--- Your goal ---
Copy exactly the lines from the first line of the records below through the line containing "const MAX_NUMBER: i32 = 14;", including both, and nothing else.

+++ Data for the task +++

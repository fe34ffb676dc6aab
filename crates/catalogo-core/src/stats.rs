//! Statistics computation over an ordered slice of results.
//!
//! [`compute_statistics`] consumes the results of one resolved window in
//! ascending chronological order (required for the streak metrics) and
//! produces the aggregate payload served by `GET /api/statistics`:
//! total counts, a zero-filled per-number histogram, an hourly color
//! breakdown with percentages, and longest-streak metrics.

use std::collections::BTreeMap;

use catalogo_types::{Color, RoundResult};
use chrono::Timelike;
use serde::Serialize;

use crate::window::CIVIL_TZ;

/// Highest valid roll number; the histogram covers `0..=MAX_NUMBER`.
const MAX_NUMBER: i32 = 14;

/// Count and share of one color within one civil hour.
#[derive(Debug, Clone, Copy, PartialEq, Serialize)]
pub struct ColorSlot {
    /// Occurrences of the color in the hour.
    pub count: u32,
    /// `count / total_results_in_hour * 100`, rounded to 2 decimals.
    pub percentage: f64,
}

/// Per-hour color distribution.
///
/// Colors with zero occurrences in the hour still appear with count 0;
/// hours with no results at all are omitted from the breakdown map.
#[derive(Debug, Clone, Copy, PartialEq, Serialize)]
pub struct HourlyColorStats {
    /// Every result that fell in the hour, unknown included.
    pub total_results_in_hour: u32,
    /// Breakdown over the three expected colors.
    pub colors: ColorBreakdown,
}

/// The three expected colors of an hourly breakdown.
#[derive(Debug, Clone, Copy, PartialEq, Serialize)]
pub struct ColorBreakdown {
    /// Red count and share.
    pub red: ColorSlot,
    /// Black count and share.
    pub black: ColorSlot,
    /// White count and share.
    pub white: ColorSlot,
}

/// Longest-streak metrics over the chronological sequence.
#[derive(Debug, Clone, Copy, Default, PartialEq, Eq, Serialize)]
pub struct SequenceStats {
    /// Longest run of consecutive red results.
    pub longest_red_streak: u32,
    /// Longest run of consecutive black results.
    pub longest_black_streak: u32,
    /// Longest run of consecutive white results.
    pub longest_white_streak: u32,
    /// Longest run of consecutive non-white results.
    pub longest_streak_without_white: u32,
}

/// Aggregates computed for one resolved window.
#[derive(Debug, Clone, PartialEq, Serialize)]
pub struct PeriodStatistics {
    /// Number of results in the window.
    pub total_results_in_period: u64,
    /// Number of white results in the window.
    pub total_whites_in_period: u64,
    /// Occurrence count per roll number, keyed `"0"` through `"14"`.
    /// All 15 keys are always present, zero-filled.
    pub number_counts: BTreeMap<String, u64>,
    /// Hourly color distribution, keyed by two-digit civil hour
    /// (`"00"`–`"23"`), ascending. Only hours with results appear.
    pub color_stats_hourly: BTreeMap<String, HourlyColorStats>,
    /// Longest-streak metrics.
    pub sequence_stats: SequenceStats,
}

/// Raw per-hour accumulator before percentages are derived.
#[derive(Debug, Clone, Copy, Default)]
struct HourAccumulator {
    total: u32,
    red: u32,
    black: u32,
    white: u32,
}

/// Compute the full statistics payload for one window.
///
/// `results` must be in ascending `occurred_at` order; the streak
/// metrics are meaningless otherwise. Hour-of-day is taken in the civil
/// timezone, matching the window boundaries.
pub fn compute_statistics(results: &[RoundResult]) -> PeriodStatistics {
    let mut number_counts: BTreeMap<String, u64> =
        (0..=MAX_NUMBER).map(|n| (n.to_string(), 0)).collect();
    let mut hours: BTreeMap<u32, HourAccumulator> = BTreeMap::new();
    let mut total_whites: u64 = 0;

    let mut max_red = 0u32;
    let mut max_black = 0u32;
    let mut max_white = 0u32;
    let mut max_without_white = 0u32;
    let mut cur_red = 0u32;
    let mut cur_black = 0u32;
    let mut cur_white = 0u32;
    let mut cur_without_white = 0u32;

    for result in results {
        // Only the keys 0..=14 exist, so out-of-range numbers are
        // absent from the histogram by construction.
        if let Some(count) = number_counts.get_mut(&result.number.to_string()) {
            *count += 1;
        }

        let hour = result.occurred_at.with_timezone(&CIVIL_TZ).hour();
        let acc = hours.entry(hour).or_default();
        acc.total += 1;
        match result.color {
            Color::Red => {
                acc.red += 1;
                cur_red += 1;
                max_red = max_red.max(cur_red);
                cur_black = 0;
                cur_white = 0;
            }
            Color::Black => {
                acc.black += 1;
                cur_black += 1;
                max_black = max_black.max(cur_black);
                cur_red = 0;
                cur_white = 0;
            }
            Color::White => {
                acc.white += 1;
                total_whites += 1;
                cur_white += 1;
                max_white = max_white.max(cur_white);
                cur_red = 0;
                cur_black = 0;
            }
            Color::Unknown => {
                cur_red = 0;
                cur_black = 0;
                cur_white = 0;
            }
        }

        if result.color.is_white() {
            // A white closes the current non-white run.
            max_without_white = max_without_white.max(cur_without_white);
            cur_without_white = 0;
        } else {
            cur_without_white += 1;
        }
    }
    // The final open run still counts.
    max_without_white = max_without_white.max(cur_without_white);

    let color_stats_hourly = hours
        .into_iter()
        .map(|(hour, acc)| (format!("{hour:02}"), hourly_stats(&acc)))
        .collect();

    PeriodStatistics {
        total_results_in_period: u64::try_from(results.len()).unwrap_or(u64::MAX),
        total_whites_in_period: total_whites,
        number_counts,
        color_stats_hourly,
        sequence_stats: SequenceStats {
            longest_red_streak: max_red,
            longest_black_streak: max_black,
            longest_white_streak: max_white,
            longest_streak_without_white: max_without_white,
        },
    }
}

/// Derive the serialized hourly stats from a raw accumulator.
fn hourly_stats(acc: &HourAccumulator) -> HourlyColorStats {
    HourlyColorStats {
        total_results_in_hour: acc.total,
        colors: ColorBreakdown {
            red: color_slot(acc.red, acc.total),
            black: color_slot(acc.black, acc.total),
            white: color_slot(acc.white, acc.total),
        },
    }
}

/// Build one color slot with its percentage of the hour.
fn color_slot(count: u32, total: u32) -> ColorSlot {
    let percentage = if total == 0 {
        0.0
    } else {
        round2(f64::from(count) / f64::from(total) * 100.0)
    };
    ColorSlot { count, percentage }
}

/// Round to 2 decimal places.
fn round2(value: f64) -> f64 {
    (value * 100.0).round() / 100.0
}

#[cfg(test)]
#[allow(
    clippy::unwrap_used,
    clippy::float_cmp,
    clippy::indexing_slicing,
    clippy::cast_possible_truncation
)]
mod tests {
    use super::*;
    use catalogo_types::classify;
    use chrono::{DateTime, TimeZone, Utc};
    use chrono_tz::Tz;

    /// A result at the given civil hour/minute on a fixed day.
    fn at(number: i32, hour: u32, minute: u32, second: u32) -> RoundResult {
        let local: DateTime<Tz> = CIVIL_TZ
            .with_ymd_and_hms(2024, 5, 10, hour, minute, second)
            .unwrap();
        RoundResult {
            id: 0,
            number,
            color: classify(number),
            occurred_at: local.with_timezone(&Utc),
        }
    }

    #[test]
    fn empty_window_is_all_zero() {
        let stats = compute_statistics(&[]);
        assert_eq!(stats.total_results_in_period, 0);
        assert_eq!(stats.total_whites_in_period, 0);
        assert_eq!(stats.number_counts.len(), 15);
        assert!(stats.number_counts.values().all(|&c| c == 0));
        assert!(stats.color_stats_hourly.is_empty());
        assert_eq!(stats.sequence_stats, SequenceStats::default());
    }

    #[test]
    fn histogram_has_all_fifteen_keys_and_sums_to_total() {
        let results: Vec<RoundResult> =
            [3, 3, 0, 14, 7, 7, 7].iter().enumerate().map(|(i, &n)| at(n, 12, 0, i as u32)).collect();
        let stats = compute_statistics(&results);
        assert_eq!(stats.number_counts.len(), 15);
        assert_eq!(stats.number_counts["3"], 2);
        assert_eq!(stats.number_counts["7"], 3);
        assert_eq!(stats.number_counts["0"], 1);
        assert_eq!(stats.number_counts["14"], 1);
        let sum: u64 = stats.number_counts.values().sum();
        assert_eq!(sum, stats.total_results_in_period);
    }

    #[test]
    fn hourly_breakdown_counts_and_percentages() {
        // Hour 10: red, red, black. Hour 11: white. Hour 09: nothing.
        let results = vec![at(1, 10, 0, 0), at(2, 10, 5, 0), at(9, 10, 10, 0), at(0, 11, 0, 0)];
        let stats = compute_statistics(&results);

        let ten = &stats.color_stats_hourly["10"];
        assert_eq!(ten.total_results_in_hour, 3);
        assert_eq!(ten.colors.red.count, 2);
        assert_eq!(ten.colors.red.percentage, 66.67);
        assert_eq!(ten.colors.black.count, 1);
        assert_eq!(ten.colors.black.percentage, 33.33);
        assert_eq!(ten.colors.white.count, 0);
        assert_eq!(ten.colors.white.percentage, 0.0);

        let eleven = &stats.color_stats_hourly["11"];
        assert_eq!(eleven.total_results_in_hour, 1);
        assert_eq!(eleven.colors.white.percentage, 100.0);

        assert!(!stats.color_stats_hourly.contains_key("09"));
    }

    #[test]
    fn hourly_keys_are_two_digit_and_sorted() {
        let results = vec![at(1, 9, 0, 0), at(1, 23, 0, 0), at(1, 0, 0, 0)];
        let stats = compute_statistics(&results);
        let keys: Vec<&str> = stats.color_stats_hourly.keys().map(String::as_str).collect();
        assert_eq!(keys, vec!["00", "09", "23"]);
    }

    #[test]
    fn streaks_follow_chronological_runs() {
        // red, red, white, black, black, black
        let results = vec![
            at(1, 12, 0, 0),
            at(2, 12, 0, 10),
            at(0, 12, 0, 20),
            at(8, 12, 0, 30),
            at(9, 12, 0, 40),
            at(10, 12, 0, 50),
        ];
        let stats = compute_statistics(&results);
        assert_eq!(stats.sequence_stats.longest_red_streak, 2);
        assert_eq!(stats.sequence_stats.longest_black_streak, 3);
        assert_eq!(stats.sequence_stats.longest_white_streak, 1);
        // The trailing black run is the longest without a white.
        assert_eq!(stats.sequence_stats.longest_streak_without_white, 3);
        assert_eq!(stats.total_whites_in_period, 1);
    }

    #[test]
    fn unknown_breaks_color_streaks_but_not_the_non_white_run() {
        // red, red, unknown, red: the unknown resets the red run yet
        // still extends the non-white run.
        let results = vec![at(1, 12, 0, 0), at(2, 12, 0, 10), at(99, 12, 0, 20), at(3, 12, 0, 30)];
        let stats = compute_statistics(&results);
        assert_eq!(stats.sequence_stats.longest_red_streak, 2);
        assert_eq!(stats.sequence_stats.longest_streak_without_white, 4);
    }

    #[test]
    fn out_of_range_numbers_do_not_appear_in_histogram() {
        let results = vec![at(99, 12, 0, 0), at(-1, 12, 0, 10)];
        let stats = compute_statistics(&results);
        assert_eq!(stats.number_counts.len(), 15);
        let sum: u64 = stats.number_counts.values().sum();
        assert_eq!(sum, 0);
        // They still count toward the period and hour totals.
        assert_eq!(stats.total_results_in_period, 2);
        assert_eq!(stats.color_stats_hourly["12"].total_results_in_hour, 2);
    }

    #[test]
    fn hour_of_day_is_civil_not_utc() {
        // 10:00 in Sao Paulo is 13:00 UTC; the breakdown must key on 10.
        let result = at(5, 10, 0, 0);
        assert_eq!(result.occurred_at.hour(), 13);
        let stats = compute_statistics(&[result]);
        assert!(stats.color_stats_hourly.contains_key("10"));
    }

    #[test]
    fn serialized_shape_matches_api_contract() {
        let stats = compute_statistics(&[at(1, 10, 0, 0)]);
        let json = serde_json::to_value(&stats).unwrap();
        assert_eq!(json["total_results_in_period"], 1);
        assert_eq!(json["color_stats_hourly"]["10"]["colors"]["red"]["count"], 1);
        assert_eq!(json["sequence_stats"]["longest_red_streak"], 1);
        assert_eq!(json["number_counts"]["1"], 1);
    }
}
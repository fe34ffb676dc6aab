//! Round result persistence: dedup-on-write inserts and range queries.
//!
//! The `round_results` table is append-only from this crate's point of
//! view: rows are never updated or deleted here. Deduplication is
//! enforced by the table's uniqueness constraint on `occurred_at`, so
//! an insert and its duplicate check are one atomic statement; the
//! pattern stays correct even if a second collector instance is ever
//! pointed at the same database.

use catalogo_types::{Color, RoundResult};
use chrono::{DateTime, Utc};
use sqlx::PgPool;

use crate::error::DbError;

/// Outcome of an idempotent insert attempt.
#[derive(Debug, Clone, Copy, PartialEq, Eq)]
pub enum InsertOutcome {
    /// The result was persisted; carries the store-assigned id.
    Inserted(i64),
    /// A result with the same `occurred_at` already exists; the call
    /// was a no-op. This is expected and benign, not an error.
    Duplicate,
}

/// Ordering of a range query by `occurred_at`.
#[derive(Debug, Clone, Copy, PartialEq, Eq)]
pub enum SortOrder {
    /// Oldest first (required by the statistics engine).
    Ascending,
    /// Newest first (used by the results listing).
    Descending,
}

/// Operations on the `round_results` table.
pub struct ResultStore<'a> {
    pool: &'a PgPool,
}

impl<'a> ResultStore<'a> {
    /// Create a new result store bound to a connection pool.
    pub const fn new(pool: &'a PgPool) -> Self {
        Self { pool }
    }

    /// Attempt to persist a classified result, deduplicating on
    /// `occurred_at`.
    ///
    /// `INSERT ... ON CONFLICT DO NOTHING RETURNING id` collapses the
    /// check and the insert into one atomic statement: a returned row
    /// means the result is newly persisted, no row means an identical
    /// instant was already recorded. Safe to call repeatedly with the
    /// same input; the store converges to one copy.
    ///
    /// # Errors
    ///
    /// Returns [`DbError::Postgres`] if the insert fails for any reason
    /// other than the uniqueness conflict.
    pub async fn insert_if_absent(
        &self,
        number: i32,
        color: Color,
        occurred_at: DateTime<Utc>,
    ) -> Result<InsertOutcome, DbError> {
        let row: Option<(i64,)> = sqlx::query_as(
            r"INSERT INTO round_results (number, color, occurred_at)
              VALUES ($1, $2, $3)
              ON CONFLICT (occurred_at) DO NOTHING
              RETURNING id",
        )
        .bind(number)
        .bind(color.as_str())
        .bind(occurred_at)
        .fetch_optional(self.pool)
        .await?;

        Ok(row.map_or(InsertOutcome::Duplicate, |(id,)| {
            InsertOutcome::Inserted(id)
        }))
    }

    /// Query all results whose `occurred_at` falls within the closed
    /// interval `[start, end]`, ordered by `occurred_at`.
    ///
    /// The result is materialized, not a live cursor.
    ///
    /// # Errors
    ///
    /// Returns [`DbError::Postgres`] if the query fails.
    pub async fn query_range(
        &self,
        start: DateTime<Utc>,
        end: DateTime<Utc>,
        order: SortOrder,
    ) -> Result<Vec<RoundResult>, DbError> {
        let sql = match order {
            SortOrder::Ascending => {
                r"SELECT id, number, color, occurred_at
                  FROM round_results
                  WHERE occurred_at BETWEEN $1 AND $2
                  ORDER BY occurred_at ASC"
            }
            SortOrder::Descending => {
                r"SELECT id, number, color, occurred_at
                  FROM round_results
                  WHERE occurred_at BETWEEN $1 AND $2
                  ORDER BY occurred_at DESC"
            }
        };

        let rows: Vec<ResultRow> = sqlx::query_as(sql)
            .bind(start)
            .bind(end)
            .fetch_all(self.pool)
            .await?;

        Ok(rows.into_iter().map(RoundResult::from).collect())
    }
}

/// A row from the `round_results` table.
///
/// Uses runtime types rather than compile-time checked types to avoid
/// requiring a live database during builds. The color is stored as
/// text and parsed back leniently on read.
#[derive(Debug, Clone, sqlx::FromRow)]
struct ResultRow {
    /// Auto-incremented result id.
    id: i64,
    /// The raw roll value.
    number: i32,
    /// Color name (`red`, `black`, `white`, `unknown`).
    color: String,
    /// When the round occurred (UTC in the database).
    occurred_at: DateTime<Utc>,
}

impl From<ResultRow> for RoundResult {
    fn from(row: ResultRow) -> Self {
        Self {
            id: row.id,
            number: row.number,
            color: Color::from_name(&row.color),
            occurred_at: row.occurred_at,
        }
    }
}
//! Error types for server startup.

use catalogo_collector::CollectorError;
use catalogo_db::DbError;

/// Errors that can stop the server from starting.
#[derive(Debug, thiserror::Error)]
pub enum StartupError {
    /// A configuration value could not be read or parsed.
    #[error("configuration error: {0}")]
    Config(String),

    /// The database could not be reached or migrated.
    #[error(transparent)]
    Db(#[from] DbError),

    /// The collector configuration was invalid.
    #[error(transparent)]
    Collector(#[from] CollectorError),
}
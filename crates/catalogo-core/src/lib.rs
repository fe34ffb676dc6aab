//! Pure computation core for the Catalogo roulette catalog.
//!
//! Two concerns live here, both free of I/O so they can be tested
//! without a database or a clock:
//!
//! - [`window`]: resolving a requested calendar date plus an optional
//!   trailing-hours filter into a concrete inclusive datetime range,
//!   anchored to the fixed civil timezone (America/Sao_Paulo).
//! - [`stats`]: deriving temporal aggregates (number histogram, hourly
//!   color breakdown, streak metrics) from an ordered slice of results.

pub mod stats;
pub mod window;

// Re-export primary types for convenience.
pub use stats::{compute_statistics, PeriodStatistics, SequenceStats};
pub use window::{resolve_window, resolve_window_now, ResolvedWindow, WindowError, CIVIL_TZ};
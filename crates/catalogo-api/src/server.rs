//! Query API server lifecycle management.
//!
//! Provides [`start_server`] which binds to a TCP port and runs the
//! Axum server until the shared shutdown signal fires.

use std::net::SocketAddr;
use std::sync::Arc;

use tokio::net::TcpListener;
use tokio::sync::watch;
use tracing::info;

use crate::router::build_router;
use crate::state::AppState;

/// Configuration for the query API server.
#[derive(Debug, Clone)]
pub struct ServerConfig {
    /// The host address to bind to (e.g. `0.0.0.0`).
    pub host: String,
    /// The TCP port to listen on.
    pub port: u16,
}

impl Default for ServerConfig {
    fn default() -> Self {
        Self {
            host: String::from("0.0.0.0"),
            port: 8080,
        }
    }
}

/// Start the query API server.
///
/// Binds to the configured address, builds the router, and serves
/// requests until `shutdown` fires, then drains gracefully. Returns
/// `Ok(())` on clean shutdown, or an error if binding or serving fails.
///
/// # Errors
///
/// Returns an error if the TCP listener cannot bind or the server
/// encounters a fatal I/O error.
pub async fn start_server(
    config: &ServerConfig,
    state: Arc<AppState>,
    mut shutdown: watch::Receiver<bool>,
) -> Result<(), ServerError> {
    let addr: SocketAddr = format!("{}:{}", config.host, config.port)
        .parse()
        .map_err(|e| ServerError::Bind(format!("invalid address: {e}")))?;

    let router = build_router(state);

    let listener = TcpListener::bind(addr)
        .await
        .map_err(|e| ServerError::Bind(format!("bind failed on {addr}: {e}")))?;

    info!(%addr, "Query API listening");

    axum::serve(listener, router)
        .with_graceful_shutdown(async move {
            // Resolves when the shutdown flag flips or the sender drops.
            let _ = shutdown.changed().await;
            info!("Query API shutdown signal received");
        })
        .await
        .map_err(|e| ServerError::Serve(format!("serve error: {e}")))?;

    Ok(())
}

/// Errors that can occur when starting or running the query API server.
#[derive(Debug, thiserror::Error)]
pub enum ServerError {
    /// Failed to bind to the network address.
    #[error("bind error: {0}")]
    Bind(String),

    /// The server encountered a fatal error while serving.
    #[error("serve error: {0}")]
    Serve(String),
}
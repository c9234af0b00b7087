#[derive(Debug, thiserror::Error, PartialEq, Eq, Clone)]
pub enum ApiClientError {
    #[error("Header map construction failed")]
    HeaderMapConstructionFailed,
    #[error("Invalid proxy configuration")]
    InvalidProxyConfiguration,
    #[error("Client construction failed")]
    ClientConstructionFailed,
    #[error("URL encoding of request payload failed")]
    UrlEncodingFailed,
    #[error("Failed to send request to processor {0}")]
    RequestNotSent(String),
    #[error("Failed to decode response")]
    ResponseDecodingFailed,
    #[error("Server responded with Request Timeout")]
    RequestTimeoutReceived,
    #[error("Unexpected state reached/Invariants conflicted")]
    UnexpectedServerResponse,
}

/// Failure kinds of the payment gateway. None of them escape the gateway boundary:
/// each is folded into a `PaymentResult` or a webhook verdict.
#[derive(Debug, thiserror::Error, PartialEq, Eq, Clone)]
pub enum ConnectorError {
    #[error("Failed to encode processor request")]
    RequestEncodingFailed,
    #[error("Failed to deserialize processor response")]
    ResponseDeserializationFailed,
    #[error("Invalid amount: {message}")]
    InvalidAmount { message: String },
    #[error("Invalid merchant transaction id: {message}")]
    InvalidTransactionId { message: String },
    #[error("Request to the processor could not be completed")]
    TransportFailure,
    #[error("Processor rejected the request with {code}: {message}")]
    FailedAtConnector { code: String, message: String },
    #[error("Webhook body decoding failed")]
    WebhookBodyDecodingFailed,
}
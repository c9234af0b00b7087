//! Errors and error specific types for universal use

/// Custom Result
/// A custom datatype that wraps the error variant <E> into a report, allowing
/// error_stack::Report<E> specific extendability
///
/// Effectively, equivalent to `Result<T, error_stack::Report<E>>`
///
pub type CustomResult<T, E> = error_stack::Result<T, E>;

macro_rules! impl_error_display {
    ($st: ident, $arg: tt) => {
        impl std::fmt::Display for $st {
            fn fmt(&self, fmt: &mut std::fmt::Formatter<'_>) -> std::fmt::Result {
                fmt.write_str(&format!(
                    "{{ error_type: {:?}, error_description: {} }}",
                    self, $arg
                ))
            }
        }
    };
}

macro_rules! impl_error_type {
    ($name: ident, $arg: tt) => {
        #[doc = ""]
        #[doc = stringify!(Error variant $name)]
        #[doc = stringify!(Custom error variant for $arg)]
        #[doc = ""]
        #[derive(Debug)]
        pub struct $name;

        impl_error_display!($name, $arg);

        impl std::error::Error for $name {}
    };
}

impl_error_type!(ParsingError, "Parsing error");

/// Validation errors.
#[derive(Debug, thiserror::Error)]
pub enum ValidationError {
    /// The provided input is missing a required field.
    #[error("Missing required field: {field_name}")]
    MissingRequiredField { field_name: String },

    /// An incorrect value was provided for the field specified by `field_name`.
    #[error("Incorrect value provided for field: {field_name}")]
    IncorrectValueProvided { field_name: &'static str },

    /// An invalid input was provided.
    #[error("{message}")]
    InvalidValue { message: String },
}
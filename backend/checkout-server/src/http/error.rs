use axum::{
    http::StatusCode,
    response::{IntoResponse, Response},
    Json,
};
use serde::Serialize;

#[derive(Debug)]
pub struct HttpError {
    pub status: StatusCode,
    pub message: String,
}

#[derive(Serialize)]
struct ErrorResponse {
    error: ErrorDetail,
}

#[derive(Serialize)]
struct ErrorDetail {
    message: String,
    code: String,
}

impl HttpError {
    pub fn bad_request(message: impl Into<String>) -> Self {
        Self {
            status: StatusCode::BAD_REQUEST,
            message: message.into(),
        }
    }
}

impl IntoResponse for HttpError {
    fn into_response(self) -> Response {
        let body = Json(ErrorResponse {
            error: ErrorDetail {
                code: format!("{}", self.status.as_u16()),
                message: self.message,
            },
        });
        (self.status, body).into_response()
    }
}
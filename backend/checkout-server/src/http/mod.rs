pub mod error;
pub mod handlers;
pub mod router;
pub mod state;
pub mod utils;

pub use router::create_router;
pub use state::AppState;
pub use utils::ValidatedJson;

+++

--- Result of this task ---
repository fe34ffb676dc6aab
filename crates/catalogo-core/src/stats.rs
//! Statistics computation over an ordered slice of results.
//!
//! [`compute_statistics`] consumes the results of one resolved window in
//! ascending chronological order (required for the streak metrics) and
//! produces the aggregate payload served by `GET /api/statistics`:
//! total counts, a zero-filled per-number histogram, an hourly color
//! breakdown with percentages, and longest-streak metrics.

use std::collections::BTreeMap;

use catalogo_types::{Color, RoundResult};
use chrono::Timelike;
use serde::Serialize;

use crate::window::CIVIL_TZ;

/// Highest valid roll number; the histogram covers `0..=MAX_NUMBER`.
const MAX_NUMBER: i32 = 14;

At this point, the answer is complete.